Kleinfeld’s contacts told him they were spying on US citizens with the help of Israel’s Ministry of Strategic Affairs, founded in 2006, which reports directly to Prime Minister Benjamin Netanyahu. One official said: “We are a different government working on foreign soil, [so] we have to be very, very cautious.” And indeed some of the things they do could be subject to prosecution under US law.

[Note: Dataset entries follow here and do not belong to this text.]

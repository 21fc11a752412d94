//! Greedy grouping of shapes into visual rows.

use crate::layout::placed::PlacedShape;

/// Shapes sharing one visual line, left to right.
pub type Row = Vec<PlacedShape>;

/// Group shapes into rows, top to bottom.
///
/// Shapes are visited by anchor `(y, x)`. A shape joins the open row when its
/// anchor `y` lies within `threshold` of the row center; the center is the
/// running mean of every `y` merged so far, so a slow staircase of shapes
/// each just under the threshold from its predecessor does not chain into a
/// single row. Unreadable shapes (infinite anchors) sort last and each end
/// up in a row of their own.
///
/// Every input shape appears in exactly one output row.
///
/// # Examples
///
/// ```
/// use shape_order::layout::{group_rows, PlacedShape};
/// use shape_order::shape::SlideShape;
///
/// let shapes = vec![
///     SlideShape::new(2, 150.0, 12.0, 100.0, 20.0),
///     SlideShape::new(1, 0.0, 10.0, 100.0, 20.0),
///     SlideShape::new(3, 0.0, 80.0, 100.0, 20.0),
/// ];
/// let rows = group_rows(&PlacedShape::measure_all(&shapes), 22.0);
///
/// let ids: Vec<Vec<u32>> = rows
///     .iter()
///     .map(|row| row.iter().map(|p| shapes[p.index].id).collect())
///     .collect();
/// assert_eq!(ids, vec![vec![1, 2], vec![3]]);
/// ```
pub fn group_rows(shapes: &[PlacedShape], threshold: f32) -> Vec<Row> {
    let mut items = shapes.to_vec();
    items.sort_by(|a, b| {
        a.anchor
            .y
            .total_cmp(&b.anchor.y)
            .then_with(|| a.anchor.x.total_cmp(&b.anchor.x))
    });

    let mut rows = Vec::new();
    let mut current: Row = Vec::new();
    let mut center_y = 0.0f32;

    for item in items {
        if current.is_empty() {
            center_y = item.anchor.y;
            current.push(item);
            continue;
        }

        if (item.anchor.y - center_y).abs() <= threshold {
            current.push(item);
            let n = current.len() as f32;
            center_y = (center_y * (n - 1.0) + item.anchor.y) / n;
        } else {
            rows.push(close_row(std::mem::take(&mut current)));
            center_y = item.anchor.y;
            current.push(item);
        }
    }

    if !current.is_empty() {
        rows.push(close_row(current));
    }

    rows
}

fn close_row(mut row: Row) -> Row {
    row.sort_by(|a, b| a.anchor.x.total_cmp(&b.anchor.x));
    row
}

At the end of Kleinfeld’s time at TIP, his boss there, Eric Gallagher, was so happy with his performance that he wanted to hire “Tony” on a permanent basis: “I would love it if you came to work for me. I need someone who’s a team player, hardworking, excited, passionate, curious, well-rounded, well-spoken, well-read. You’re all of those things.” Kleinfeld turned down the job. His qualifications were genuine, but he was of course an undercover reporter, sent by Al Jazeera to investigate the pro-Israel lobby. He filmed conversations using a hidden camera and later, as part of an Al Jazeera investigations team led by executive producer Phil Rees, put together a spectacular documentary. There was all the more excitement over its impending broadcast, because a 2017 Al Jazeera report on the pro-Israel lobby in the UK had revealed Israel’s interference in Britain’s internal affairs, and its attempts to bring down the deputy foreign secretary, Alan Duncan, whom it considered too pro-Palestinian. This had led to the Israeli ambassador in London making a public apology and a high-ranking diplomat being recalled to Tel Aviv.